Stored data entries:

========================

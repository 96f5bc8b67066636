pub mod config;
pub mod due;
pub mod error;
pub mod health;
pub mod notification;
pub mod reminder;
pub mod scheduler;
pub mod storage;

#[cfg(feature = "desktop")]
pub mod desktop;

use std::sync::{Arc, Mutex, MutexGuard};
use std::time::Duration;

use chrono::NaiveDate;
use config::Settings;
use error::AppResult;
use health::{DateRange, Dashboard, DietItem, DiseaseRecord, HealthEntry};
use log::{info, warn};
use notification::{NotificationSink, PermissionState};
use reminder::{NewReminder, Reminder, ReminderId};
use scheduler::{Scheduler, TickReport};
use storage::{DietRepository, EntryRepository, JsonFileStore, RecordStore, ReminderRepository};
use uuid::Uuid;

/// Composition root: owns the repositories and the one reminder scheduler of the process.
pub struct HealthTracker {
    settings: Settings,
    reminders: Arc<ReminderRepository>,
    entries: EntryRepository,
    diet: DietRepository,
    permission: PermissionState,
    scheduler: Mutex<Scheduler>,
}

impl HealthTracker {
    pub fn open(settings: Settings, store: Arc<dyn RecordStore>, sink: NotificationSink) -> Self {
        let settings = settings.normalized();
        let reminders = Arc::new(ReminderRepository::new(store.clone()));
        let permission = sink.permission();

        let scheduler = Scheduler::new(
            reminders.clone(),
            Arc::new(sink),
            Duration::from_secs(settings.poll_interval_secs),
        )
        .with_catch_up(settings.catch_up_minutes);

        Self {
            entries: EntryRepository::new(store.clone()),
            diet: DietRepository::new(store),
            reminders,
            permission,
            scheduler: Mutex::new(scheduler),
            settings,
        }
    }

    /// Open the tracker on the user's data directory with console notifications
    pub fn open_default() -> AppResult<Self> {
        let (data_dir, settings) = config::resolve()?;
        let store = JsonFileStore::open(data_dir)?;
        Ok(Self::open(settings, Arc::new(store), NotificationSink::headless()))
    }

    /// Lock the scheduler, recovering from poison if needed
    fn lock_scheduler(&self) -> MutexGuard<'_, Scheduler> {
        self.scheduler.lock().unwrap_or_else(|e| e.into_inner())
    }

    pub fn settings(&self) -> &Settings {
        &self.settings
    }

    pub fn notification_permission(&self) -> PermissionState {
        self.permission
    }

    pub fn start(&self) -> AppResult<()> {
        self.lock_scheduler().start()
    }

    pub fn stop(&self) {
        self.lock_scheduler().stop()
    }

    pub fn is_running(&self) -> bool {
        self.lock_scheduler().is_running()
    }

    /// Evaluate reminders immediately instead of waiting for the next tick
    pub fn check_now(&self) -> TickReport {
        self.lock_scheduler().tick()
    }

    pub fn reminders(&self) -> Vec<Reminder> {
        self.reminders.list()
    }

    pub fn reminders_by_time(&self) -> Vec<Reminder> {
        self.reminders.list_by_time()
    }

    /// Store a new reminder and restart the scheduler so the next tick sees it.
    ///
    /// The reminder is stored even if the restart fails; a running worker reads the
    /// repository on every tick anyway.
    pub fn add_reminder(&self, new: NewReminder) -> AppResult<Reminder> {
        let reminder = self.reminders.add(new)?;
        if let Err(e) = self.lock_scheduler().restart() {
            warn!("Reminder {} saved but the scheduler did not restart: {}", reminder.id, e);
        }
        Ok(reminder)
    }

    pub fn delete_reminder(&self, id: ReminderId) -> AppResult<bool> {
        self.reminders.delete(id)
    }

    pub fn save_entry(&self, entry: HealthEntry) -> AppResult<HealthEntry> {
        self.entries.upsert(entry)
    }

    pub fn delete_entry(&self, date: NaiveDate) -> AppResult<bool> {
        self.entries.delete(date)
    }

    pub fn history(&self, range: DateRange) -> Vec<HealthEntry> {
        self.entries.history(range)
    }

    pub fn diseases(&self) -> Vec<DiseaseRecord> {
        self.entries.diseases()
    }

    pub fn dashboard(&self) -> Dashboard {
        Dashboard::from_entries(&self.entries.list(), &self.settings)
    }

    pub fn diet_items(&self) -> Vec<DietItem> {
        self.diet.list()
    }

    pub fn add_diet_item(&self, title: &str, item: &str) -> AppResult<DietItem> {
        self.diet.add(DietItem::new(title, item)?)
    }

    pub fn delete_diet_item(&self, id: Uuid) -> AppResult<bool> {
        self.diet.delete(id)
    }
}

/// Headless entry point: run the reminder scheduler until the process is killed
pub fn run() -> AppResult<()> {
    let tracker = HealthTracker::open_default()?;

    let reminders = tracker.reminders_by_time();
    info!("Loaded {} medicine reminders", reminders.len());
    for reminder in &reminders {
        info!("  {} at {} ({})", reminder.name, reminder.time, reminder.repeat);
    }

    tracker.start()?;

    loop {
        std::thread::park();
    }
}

========================

Exercise directions:
Report each line of the data in which "DietItem" occurs.

Your solution:
use health::{DateRange, Dashboard, DietItem, DiseaseRecord, HealthEntry};
    pub fn diet_items(&self) -> Vec<DietItem> {
    pub fn add_diet_item(&self, title: &str, item: &str) -> AppResult<DietItem> {
        self.diet.add(DietItem::new(title, item)?)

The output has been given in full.